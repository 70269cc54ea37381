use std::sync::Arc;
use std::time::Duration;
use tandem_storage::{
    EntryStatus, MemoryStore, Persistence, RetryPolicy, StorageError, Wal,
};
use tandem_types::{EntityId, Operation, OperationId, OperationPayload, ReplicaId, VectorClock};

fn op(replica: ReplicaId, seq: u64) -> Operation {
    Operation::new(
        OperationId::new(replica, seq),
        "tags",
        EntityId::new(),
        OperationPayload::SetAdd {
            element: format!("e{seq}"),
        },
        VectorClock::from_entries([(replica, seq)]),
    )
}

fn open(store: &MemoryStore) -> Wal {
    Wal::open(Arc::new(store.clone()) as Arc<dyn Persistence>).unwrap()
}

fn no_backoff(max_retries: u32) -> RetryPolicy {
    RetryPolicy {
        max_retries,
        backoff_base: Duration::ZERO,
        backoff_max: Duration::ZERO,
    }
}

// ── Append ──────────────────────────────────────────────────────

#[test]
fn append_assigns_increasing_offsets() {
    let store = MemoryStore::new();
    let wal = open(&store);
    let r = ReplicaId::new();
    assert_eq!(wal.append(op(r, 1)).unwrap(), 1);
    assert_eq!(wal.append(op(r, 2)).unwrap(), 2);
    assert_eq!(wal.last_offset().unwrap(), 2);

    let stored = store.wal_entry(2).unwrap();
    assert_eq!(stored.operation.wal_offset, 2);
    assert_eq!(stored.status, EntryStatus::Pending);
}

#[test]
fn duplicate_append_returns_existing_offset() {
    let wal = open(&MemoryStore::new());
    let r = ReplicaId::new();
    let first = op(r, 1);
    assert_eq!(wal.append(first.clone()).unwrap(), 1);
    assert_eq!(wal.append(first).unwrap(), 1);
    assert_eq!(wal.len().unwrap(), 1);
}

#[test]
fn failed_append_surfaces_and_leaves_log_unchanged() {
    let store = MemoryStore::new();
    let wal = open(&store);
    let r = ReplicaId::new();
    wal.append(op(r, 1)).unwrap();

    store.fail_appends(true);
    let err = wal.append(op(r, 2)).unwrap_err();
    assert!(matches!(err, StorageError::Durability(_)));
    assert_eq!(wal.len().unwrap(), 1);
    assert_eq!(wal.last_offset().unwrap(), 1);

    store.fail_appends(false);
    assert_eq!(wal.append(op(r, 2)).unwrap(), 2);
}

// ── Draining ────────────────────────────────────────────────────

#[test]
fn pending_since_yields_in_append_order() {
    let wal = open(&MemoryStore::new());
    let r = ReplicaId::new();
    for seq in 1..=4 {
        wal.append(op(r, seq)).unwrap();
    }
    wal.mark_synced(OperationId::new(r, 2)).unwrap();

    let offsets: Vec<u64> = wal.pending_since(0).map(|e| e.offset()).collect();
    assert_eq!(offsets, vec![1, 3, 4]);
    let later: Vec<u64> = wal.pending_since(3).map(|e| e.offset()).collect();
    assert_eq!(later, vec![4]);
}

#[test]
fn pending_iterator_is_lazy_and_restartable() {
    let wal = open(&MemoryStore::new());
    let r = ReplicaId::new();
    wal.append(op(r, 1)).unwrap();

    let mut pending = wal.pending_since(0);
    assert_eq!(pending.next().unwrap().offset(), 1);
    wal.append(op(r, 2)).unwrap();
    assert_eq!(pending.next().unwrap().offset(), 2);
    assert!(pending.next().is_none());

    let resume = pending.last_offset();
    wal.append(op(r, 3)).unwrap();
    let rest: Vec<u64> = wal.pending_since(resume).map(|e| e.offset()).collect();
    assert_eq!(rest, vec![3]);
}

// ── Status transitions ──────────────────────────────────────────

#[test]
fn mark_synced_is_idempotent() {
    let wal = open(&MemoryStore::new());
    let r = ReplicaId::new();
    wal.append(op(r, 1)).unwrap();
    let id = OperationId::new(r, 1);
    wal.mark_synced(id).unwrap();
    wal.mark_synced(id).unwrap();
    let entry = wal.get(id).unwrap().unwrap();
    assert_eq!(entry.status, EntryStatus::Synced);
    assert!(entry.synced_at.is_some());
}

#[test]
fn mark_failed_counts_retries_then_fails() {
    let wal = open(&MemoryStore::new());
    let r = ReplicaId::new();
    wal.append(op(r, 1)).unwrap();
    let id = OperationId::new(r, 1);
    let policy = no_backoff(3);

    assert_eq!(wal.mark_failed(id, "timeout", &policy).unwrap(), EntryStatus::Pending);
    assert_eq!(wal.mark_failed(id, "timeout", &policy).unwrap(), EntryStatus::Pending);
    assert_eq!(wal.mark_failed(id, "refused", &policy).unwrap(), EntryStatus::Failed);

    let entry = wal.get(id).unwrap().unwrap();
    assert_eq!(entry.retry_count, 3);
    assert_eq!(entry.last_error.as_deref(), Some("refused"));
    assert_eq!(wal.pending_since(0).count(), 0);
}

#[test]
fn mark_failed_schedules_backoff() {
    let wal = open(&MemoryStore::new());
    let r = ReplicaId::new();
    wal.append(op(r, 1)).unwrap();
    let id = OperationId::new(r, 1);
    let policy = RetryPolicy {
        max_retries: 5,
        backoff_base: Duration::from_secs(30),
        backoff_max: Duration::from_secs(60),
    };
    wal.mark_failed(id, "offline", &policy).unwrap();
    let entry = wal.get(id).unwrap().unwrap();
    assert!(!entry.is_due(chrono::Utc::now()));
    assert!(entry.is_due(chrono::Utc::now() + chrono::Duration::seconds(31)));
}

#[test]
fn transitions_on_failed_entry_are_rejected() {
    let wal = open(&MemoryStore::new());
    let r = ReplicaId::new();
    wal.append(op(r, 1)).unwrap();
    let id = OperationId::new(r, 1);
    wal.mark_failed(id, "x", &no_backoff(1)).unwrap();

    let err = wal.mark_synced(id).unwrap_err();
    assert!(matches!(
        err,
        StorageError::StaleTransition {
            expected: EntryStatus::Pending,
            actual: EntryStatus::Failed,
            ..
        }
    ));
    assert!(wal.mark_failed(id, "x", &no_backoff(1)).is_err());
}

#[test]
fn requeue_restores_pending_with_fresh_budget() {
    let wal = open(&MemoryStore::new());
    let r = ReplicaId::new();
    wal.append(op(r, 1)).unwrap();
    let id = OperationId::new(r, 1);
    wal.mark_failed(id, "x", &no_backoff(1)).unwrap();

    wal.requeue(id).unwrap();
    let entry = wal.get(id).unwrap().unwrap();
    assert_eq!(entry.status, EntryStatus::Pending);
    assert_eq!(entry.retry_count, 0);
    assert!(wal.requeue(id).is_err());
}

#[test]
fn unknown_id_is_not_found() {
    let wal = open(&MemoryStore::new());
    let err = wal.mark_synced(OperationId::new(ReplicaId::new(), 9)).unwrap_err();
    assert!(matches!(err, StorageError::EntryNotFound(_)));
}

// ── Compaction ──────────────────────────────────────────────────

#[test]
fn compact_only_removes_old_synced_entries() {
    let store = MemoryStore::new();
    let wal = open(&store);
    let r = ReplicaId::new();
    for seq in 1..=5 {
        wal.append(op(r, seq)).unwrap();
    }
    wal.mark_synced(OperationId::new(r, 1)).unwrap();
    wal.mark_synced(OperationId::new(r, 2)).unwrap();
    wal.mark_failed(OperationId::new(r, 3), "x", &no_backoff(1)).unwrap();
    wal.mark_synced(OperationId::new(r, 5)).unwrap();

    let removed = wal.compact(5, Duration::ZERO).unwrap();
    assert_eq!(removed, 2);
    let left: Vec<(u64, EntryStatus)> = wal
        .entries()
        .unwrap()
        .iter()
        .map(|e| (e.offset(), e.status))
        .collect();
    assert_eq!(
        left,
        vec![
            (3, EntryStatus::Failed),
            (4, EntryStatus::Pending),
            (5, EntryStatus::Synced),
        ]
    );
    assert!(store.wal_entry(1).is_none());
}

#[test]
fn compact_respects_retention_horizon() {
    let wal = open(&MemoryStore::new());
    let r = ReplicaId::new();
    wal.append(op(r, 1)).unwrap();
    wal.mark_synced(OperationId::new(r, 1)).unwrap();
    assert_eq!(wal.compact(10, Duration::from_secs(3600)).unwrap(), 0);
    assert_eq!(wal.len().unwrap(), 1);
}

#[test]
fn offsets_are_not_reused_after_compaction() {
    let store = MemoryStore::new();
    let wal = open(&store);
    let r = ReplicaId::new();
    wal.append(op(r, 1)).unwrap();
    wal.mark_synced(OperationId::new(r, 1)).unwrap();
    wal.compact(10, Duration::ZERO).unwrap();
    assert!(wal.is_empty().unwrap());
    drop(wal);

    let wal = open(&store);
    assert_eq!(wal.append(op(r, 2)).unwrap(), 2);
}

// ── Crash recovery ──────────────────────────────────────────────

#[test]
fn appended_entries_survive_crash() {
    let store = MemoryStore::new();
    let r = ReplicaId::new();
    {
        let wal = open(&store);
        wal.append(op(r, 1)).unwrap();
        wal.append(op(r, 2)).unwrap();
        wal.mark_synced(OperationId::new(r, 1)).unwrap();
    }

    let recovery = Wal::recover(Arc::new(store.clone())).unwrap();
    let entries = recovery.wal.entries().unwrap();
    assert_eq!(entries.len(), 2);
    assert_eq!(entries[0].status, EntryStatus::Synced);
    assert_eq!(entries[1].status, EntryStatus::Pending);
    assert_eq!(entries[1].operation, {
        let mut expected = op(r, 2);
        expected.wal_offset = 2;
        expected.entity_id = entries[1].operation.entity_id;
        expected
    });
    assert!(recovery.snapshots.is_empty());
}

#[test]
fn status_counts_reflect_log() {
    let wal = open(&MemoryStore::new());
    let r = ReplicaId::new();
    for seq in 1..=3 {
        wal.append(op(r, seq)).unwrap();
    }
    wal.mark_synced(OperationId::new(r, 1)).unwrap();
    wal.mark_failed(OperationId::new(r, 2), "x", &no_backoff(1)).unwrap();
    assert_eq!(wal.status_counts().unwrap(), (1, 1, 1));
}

────────────────────────────────────────

Search the entries above for "VectorClock". Show every line that has it.

ANSWER BOX
use tandem_types::{EntityId, Operation, OperationId, OperationPayload, ReplicaId, VectorClock};
        VectorClock::from_entries([(replica, seq)]),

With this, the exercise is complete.